Upon raising the event; Excel opens and only my column names are being reiterated throughout the sheet. But, and here is the problem, the cells representing the row data - are blank.
I have come to the conclusion (I do admit that I may be wrong in this assumption) that the rows are not being populated due to the fact that the Stored Procedure needs an input parameter to do it's thing, and without that parameter there isn't any data to return for each row. Basically meaning that my code just won't work for what I am trying to do.
If I am right in my assumptions, any ideas as to how I might get that parameter into my code above so that the rows will be properly generated.
If I am wrong, well, any input on what be wrong with my logic or the code itself would be greatly appreciated.
Thanks,
Jasoomian
Stan,
Here is the code that generates the dataset:
Try
Dim FBConn As FbConnection
Dim MyConnectionString As String
MyConnectionString = "datasource=" _
& MyServer & ";database=" _
& TextBox4.Text & ";user id=SYSDBA;password=" _
& MyPassword & ";initial catalog=;Charset=NONE"
FBConn = New FbConnection(MyConnectionString)
Dim FBCmd As New FbCommand("HISTORICAL_COSTS", FBConn)
FBCmd.CommandType = CommandType.StoredProcedure
FBCmd.Parameters.Add("#I_PN", FbDbType.VarChar, 40)
FBCmd.Parameters("#I_PN").Value = TextBox1.Text.ToUpper
Dim FBadapter As New FbDataAdapter(FBCmd)
Dim dsResult As New DataSet
FBadapter.Fill(dsResult)
Me.HISTORICAL_COSTSDataGridView.DataSource = dsResult.Tables(0)
Dim RecordCount As Integer
RecordCount = Me.HISTORICAL_COSTSDataGridView.RowCount
Label4.Text = RecordCount
Catch ex As System.Exception
System.Windows.Forms.MessageBox.Show _
("There was an error in generating the DataStream, " & _
"please check the system credentials and try again. " & _
"If the problem persists, please contact your friendly " & _
"local IT department.")
End Try
Stackoverflow kindly suggests that I offer a bounty to anyone answering my question,but, since I don't have enough REP to create a sufficient bounty - does my ever-encompassing gratitude garner any coding love?
A few quick updates:
I tested my application by altering the Stored Procedure to inject the results into a new separate table, and then run my excel export against that table - and it works fine.

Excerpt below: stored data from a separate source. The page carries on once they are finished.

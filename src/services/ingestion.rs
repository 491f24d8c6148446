//! Event ingestion coordinator
//!
//! Resolves attribution for one inbound event and persists it with a single
//! insert. There is no dedup and no retry: identical payloads produce
//! separate rows, and a failed insert surfaces as a persistence failure.

use std::sync::Arc;

use chrono::Utc;
use serde::{Deserialize, Serialize};
use tracing::info;
use ts_rs::TS;

use super::attribution::AttributionResolver;
use crate::errors::{AttributorError, Result};
use crate::storage::models::TS_EXPORT_PATH;
use crate::storage::{EventType, EventWriter, NewCustomerEvent};

fn default_currency() -> String {
    "USD".to_string()
}

/// Inbound conversion event
#[derive(Debug, Clone, Serialize, Deserialize, TS)]
#[ts(export, export_to = TS_EXPORT_PATH)]
pub struct EventInput {
    pub action: EventType,
    /// Monetary value (revenue for purchases)
    #[serde(default)]
    #[ts(optional)]
    pub value: Option<f64>,
    #[serde(default = "default_currency")]
    pub currency: String,
    #[serde(default)]
    #[ts(optional)]
    pub coupon_code: Option<String>,
    #[serde(default)]
    #[ts(optional)]
    pub ref_code: Option<String>,
    #[serde(default)]
    #[ts(optional)]
    pub landing_url: Option<String>,
    #[serde(default)]
    #[ts(optional)]
    pub referrer: Option<String>,
    /// Arbitrary metadata (items, SKU, ...), stored verbatim
    #[serde(default)]
    #[ts(type = "Record<string, unknown> | null")]
    pub properties: Option<serde_json::Map<String, serde_json::Value>>,
}

impl EventInput {
    pub fn new(action: EventType) -> Self {
        Self {
            action,
            value: None,
            currency: default_currency(),
            coupon_code: None,
            ref_code: None,
            landing_url: None,
            referrer: None,
            properties: None,
        }
    }
}

/// Result of a successful ingestion
#[derive(Debug, Clone, PartialEq, Serialize, TS)]
#[ts(export, export_to = TS_EXPORT_PATH)]
pub struct IngestedEvent {
    pub id: i64,
    pub status: String,
    pub attributed_influencer: Option<String>,
}

pub struct IngestionCoordinator {
    resolver: AttributionResolver,
    writer: Arc<dyn EventWriter>,
}

impl IngestionCoordinator {
    pub fn new(resolver: AttributionResolver, writer: Arc<dyn EventWriter>) -> Self {
        Self { resolver, writer }
    }

    pub async fn ingest(&self, input: EventInput, advertiser_id: i64) -> Result<IngestedEvent> {
        let attribution = self
            .resolver
            .resolve(
                input.coupon_code.as_deref(),
                input.ref_code.as_deref(),
                input.landing_url.as_deref(),
                advertiser_id,
            )
            .await;

        let raw_payload = serde_json::to_string(&input).map_err(|e| {
            AttributorError::serialization(format!("Failed to serialize event payload: {}", e))
        })?;
        let properties = input
            .properties
            .as_ref()
            .map(serde_json::to_string)
            .transpose()
            .map_err(|e| {
                AttributorError::serialization(format!(
                    "Failed to serialize event properties: {}",
                    e
                ))
            })?;

        let event = NewCustomerEvent {
            advertiser_id,
            event_type: input.action,
            occurred_at: Utc::now(),
            revenue: input.value,
            currency: input.currency,
            coupon_code: input.coupon_code,
            ref_code: input.ref_code,
            landing_url: input.landing_url,
            referrer: input.referrer,
            attribution,
            properties,
            raw_payload,
        };

        let id = self.writer.insert_customer_event(event).await?;

        info!(
            "Ingestion: event {} ({}) for advertiser {} attributed to influencer {:?}",
            id, input.action, advertiser_id, attribution.influencer_id
        );

        Ok(IngestedEvent {
            id,
            status: "processed".to_string(),
            attributed_influencer: attribution.influencer_id.map(|id| id.to_string()),
        })
    }
}

#[cfg(test)]
mod tests {
    use super::*;

    #[test]
    fn test_event_input_defaults() {
        let input: EventInput = serde_json::from_str(r#"{"action":"signup"}"#).unwrap();
        assert_eq!(input.action, EventType::Signup);
        assert_eq!(input.currency, "USD");
        assert!(input.value.is_none());
        assert!(input.properties.is_none());
    }

    #[test]
    fn test_event_input_rejects_unknown_action() {
        assert!(serde_json::from_str::<EventInput>(r#"{"action":"refund"}"#).is_err());
    }

    #[test]
    fn test_event_input_keeps_properties() {
        let input: EventInput = serde_json::from_str(
            r#"{"action":"purchase","value":120.5,"coupon_code":"SUMMER20","properties":{"items":3}}"#,
        )
        .unwrap();
        let props = input.properties.unwrap();
        assert_eq!(props.get("items"), Some(&serde_json::json!(3)));
    }
}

But, since many people will be using the application at the same time, this is not a viable solution.
So, I am back to believing that there is an issue with this instance of the dataset needing a parameter to run correctly for the export.
Happy to answer any and all questions to the best of my ability.
You conclusion is definitely wrong -- once the dataset is populated the parameter is no longer a factor. I don't see anything obviously wrong with your code and, as you said, it worked elsewhere. I would start by setting a breakpoint and making sure that the dataset contains rows as you expect.